After a wave of militant protests and direct action from students and unions in Indonesia, the government there has said that it will reconsider its plans to pay off IMF/WB debts by raising the prices of fuel oil, electricity, and telephone service.
The effects of these price hikes were mostly shouldered by the poor. The fuel oil hikes have been devastating to Indonesia's rural communities, who depend on kerosene for cooking, as well as fuel for farm machinery. The cost to Indonesian's urban population has been just as great, with the newly impoverished forced to depend on government handouts of rice to eat. Those handouts are handled by the Bureau of Logistics (Bulog), widely seen as corrupt in the wake of scandals in the wake of failed disaster relief efforts.
The protests in Indonesia have been an embarassment to the regime of President Megawati, whose Nationalist party was elected after a similar wave of protests forced out her three predecessors, former dictator Suharto, his immediate successor B.J. Habibe, and moderate Muslim cleric Abdurrahman Wahid.

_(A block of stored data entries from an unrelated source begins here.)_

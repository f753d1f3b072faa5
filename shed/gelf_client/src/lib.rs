/*
 * Copyright (c) Meta Platforms, Inc. and affiliates.
 *
 * This source code is licensed under both the MIT license found in the
 * LICENSE-MIT file in the root directory of this source tree and the Apache
 * License, Version 2.0 found in the LICENSE-APACHE file in the root directory
 * of this source tree.
 */

//! # Minimal GELF client for Graylog.
//!
//! Provides just enough of the [GELF](https://go2docs.graylog.org/current/getting_in_log_data/gelf.html)
//! protocol to forward structured log records to a Graylog collector:
//! the [`GelfMessage`] payload type, the [`Graylog`] session capability with a
//! production TCP/TLS transport behind [`TcpConnector`], and in-memory test
//! doubles in the [`mock`] module.
//!
//! Connection establishment is a single attempt bounded by the configured
//! timeout; there is no buffering, retry, or reconnection here. Callers that
//! need those behaviors own them.
//!
//! ```
//! use gelf_client::GelfMessage;
//! use gelf_client::Graylog;
//! use gelf_client::mock::MockGraylog;
//!
//! let mut session = MockGraylog::new();
//! let mut message = GelfMessage::new("", "example-host", "hello graylog", 6);
//! message.add_field("request_id", 7.into());
//! session.send(&message).unwrap();
//! assert_eq!(session.sent().len(), 1);
//! ```

#![deny(warnings, missing_docs, clippy::all, rustdoc::broken_intra_doc_links)]

mod message;
pub mod mock;
mod tcp;
mod transport;

pub use crate::message::DEFAULT_PROTOCOL_VERSION;
pub use crate::message::GelfMessage;
pub use crate::tcp::TcpConnector;
pub use crate::transport::Graylog;
pub use crate::transport::GraylogConfig;
pub use crate::transport::SharedGraylog;
pub use crate::transport::SinkConnector;
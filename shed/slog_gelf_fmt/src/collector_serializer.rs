/*
 * Copyright (c) Meta Platforms, Inc. and affiliates.
 *
 * This source code is licensed under both the MIT license found in the
 * LICENSE-MIT file in the root directory of this source tree and the Apache
 * License, Version 2.0 found in the LICENSE-APACHE file in the root directory
 * of this source tree.
 */

//! Serializer that collects KV pairs into a vector for later processing

use std::fmt::Arguments;

use slog::Key;
use slog::Result as SlogResult;
use slog::Serializer;

/// A [`Serializer`] that formats every value and collects the resulting
/// `(key, value)` pairs in emission order.
#[derive(Default)]
pub struct CollectorSerializer(Vec<(Key, String)>);

impl CollectorSerializer {
    /// Create an empty collector.
    pub fn new() -> CollectorSerializer {
        CollectorSerializer::default()
    }

    /// Consume the collector, returning the collected pairs.
    pub fn into_inner(self) -> Vec<(Key, String)> {
        self.0
    }
}

impl Serializer for CollectorSerializer {
    fn emit_arguments(&mut self, key: Key, val: &Arguments<'_>) -> SlogResult {
        self.0.push((key, val.to_string()));
        Ok(())
    }
}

Protests in cities on the island of Sulawesi, including the commandeering of fuel trucks in Makassar and the stoning of the Nationalist headquarters in Palu, forced Megawati to cancel visits there. Additionally, student protests outside the presidential palace were stopped just short of siege.
The protests started just after the announcement of the price hikes, and are taking place as IMF technocrats visit the country to rate Indonesia's "progress" with structural reforms.
The protests have caused a split in the president's party, and as a result the government announced on 15 January that it would delay hiking telephone costs, and would also reconsider the fuel oil and electricity hikes.
The government hopes that this will cool off students and labor militants, who have demanded the resignation of the president and vice president. Establishment politicians have been raising concerns over this talk, especially ahead of Indonesian elections in 2004.
Those elections will be the first under Indonesia's new Constitution, which was revised to eliminate set-aside seats for the military (a base of support for Suharto's Golkar Party) as well as the direct election of the president.